use serde::Deserialize;
use crate::models::panel_models::Variant;

#[derive(Debug, Deserialize)]
pub struct Config {
    pub token: String,
    pub cmd_prefix: String,
    #[serde(default = "default_namespace")]
    pub namespace: String,
    #[serde(default)]
    pub variant: Variant,
    #[serde(default)]
    pub sql_server_ip: String,
    #[serde(default = "default_sql_port")]
    pub sql_server_port: u16,
    #[serde(default)]
    pub sql_server_username: String,
    #[serde(default)]
    pub sql_server_password: String,
    #[serde(default = "default_unregister")]
    pub unregister_on_shutdown: bool
}

fn default_namespace() -> String {
    "rppanel".to_string()
}

fn default_sql_port() -> u16 {
    1433
}

fn default_unregister() -> bool {
    true
}

impl Config {
    pub fn uses_sql_server(&self) -> bool {
        !self.sql_server_ip.is_empty()
    }
}

#[cfg(test)]
mod tests {
    use super::*;

    #[test]
    fn minimal_config_falls_back_to_memory_panels() {
        let config: Config = serde_json::from_str(r#"{"token": "abc", "cmd_prefix": "!"}"#).unwrap();

        assert_eq!(config.namespace, "rppanel");
        assert_eq!(config.variant, Variant::Panel);
        assert_eq!(config.sql_server_port, 1433);
        assert!(config.unregister_on_shutdown);
        assert!(!config.uses_sql_server());
    }

    #[test]
    fn instance_variant_is_read_in_lowercase() {
        let config: Config = serde_json::from_str(
            r#"{"token": "abc", "cmd_prefix": "!", "variant": "instance", "sql_server_ip": "10.0.0.2"}"#
        ).unwrap();

        assert_eq!(config.variant, Variant::Instance);
        assert!(config.uses_sql_server());
    }
}
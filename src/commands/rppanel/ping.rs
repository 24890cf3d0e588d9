use std::str::FromStr;
use std::time::Instant;
use poise::CreateReply;
use thiserror::Error as ThisError;

use crate::{PanelContext, Error};
use super::{render, Surface};

const MODE_SUGGESTIONS: usize = 5;

#[derive(Debug, Clone, Copy, PartialEq, Eq)]
pub enum PingMode {
    Normal,
    Ephemeral,
    Debug
}

impl PingMode {
    pub const NAMES: [&'static str; 3] = ["normal", "ephemeral", "debug"];
}

#[derive(Debug, ThisError)]
#[error("Unknown mode `{0}`. Try one of: normal, ephemeral, debug.")]
pub struct UnknownMode(String);

impl FromStr for PingMode {
    type Err = UnknownMode;

    fn from_str(s: &str) -> Result<Self, Self::Err> {
        match s.trim().to_lowercase().as_str() {
            "normal" => Ok(PingMode::Normal),
            "ephemeral" => Ok(PingMode::Ephemeral),
            "debug" => Ok(PingMode::Debug),
            _ => Err(UnknownMode(s.to_string()))
        }
    }
}

pub fn mode_suggestions(partial: &str) -> Vec<String> {
    let needle = partial.trim().to_lowercase();

    PingMode::NAMES.iter()
        .filter(|o| o.contains(&needle))
        .take(MODE_SUGGESTIONS)
        .map(|o| o.to_string())
        .collect()
}

async fn autocomplete_mode(
    _ctx: PanelContext<'_>,
    partial: &str)
-> Vec<String> {
    mode_suggestions(partial)
}

#[poise::command(
    prefix_command,
    slash_command,
    description_localized("en-US", "Check whether the bot is responding, and how fast."),
    discard_spare_arguments
)]
pub async fn ping(
    ctx: PanelContext<'_>,
    #[autocomplete = "autocomplete_mode"] #[description = "normal, ephemeral (only you see it) or debug"] mode: Option<String>)
-> Result<(), Error> {
    let mode = match mode.as_deref().map(PingMode::from_str) {
        None => PingMode::Normal,
        Some(Ok(mode)) => mode,
        Some(Err(ex)) => {
            ctx.send(CreateReply::default().content(ex.to_string()).ephemeral(true)).await?;
            return Ok(());
        }
    };

    let ephemeral = mode == PingMode::Ephemeral && Surface::of(&ctx) == Surface::Slash;

    let start = Instant::now();
    let handle = ctx.send(CreateReply::default().content("Pinging...").ephemeral(ephemeral)).await?;
    let round_trip = start.elapsed();
    let gateway = ctx.ping().await;

    handle.edit(ctx, CreateReply::default().content(render::ping_text(mode, round_trip, gateway))).await?;

    Ok(())
}
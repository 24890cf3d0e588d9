pub mod info;
pub mod help;

pub use info::*;
pub use help::*;
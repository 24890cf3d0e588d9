use tracing::info;
use crate::{PanelContext, Error, paneldb};
use super::{autocomplete_record, guild_of, render, reply_error, Surface};

#[poise::command(
    prefix_command,
    slash_command,
    required_permissions = "MANAGE_GUILD",
    description_localized("en-US", "Create a new panel for this server.")
)]
pub async fn create(
    ctx: PanelContext<'_>,
    #[description = "Name or id of the new panel."] name: String,
    #[description = "An optional title to show on the panel."] #[rest] title: Option<String>)
-> Result<(), Error> {
    let store = paneldb!(ctx);

    let result = match guild_of(&ctx) {
        Ok(guild_id) => store.create(guild_id, ctx.author().id.get(), &name, title.as_deref()).await,
        Err(ex) => Err(ex)
    };

    match result {
        Ok(record) => {
            ctx.say(format!("{} '{}' created.", store.variant().noun(), record.display)).await?;
        }
        Err(ex) => reply_error(ctx, ex).await?
    }

    Ok(())
}

#[poise::command(
    prefix_command,
    slash_command,
    required_permissions = "MANAGE_GUILD",
    description_localized("en-US", "Delete a panel and all of its stats.")
)]
pub async fn delete(
    ctx: PanelContext<'_>,
    #[autocomplete = "autocomplete_record"] #[description = "The panel to delete."] #[rest] name: String)
-> Result<(), Error> {
    let store = paneldb!(ctx);

    let result = match guild_of(&ctx) {
        Ok(guild_id) => store.delete(guild_id, &name).await,
        Err(ex) => Err(ex)
    };

    match result {
        Ok(record) => {
            ctx.say(format!("{} '{}' deleted.", store.variant().noun(), record.display)).await?;
        }
        Err(ex) => reply_error(ctx, ex).await?
    }

    Ok(())
}

#[poise::command(
    prefix_command,
    slash_command,
    description_localized("en-US", "List the panels on this server.")
)]
pub async fn list(ctx: PanelContext<'_>) -> Result<(), Error> {
    let store = paneldb!(ctx);

    let result = match guild_of(&ctx) {
        Ok(guild_id) => store.list(guild_id).await,
        Err(ex) => Err(ex)
    };

    match result {
        Ok(entries) => {
            let limit = Surface::of(&ctx).list_limit();
            ctx.say(render::list_text(store.variant(), &entries, limit)).await?;
        }
        Err(ex) => reply_error(ctx, ex).await?
    }

    Ok(())
}

#[poise::command(
    prefix_command,
    slash_command,
    required_permissions = "ADMINISTRATOR",
    description_localized("en-US", "Turn the panel system on or off for this server.")
)]
pub async fn toggle(ctx: PanelContext<'_>) -> Result<(), Error> {
    let store = paneldb!(ctx);

    let result = match guild_of(&ctx) {
        Ok(guild_id) => store.toggle(guild_id).await,
        Err(ex) => Err(ex)
    };

    match result {
        Ok(enabled) => {
            info!("{} toggled panels {} in {:?}", ctx.author().name, if enabled { "on" } else { "off" }, ctx.guild_id());
            ctx.say(format!("Panels are now {} for this server.", if enabled { "enabled" } else { "disabled" })).await?;
        }
        Err(ex) => reply_error(ctx, ex).await?
    }

    Ok(())
}
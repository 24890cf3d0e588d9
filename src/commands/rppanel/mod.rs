mod ping;
mod records;
mod render;
mod stats;

use poise::CreateReply;
use serenity::model::id::GuildId;
use tracing::error;

use ping::*;
use records::*;
use stats::*;
use crate::{PanelContext, Error};
use crate::models::panel_models::Variant;
use crate::services::panel_store::{PanelStore, StoreError};

pub const GROUP_NAME: &str = "rppanel";
const STAT_COMMANDS: [&str; 3] = ["set", "remove", "show"];
const NAME_SUGGESTIONS: usize = 20;

/// Which side of Discord a command came in from. Only presentation differs.
#[derive(Debug, Clone, Copy, PartialEq, Eq)]
pub enum Surface {
    Prefix,
    Slash
}

impl Surface {
    pub fn of(ctx: &PanelContext<'_>) -> Self {
        match ctx {
            poise::Context::Prefix(_) => Surface::Prefix,
            poise::Context::Application(_) => Surface::Slash
        }
    }

    pub fn list_limit(self) -> usize {
        match self {
            Surface::Prefix => 20,
            Surface::Slash => 25
        }
    }
}

#[poise::command(prefix_command, slash_command,
    subcommands("ping", "create", "delete", "list", "set", "remove", "show", "toggle"),
    discard_spare_arguments,
    description_localized("en-US", "Manage roleplay panels for this server."),
    identifying_name = "RPPanel"
)]
pub async fn rppanel(ctx: PanelContext<'_>) -> Result<(), Error> {
    ctx.say("Use a valid subcommand. Ex: rppanel ping").await?;
    Ok(())
}

/// The `rppanel` group, minus the stat commands when the bot runs with instances.
pub fn group(variant: Variant) -> poise::Command<(), Error> {
    let mut command = rppanel();

    if !variant.has_stats() {
        command.subcommands.retain(|o| !STAT_COMMANDS.contains(&o.name.as_str()));
    }

    command
}

fn guild_of(ctx: &PanelContext<'_>) -> Result<GuildId, StoreError> {
    ctx.guild_id().ok_or(StoreError::GuildOnly)
}

async fn reply_error(ctx: PanelContext<'_>, err: StoreError) -> Result<(), Error> {
    if let StoreError::Backend(ex) = &err {
        error!("Panel storage failed during {}: {}", ctx.command().qualified_name, ex);
    }

    ctx.send(CreateReply::default().content(err.to_string()).ephemeral(true)).await?;
    Ok(())
}

async fn autocomplete_record(
    ctx: PanelContext<'_>,
    partial: &str)
-> Vec<String> {
    let Some(guild_id) = ctx.guild_id() else {
        return vec![];
    };

    let Some(store) = PanelStore::from_context(ctx.serenity_context()).await else {
        return vec![];
    };

    match store.autocomplete(guild_id, partial, NAME_SUGGESTIONS).await {
        Ok(names) => names,
        Err(ex) => {
            error!("Failed to autocomplete records: {}", ex);
            vec![]
        }
    }
}
pub mod bot_init;
pub mod database;
pub mod memory_store;
pub mod panel_store;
---*---
▶ TASK
Take the lines above from the one holding "let Some(guild_id) = ctx.guild_id()" to the last and output them exactly.

▶ RESULT OF THIS EXERCISE
    let Some(guild_id) = ctx.guild_id() else {
        return vec![];
    };

    let Some(store) = PanelStore::from_context(ctx.serenity_context()).await else {
        return vec![];
    };

    match store.autocomplete(guild_id, partial, NAME_SUGGESTIONS).await {
        Ok(names) => names,
        Err(ex) => {
            error!("Failed to autocomplete records: {}", ex);
            vec![]
        }
    }
}
pub mod bot_init;
pub mod database;
pub mod memory_store;
pub mod panel_store;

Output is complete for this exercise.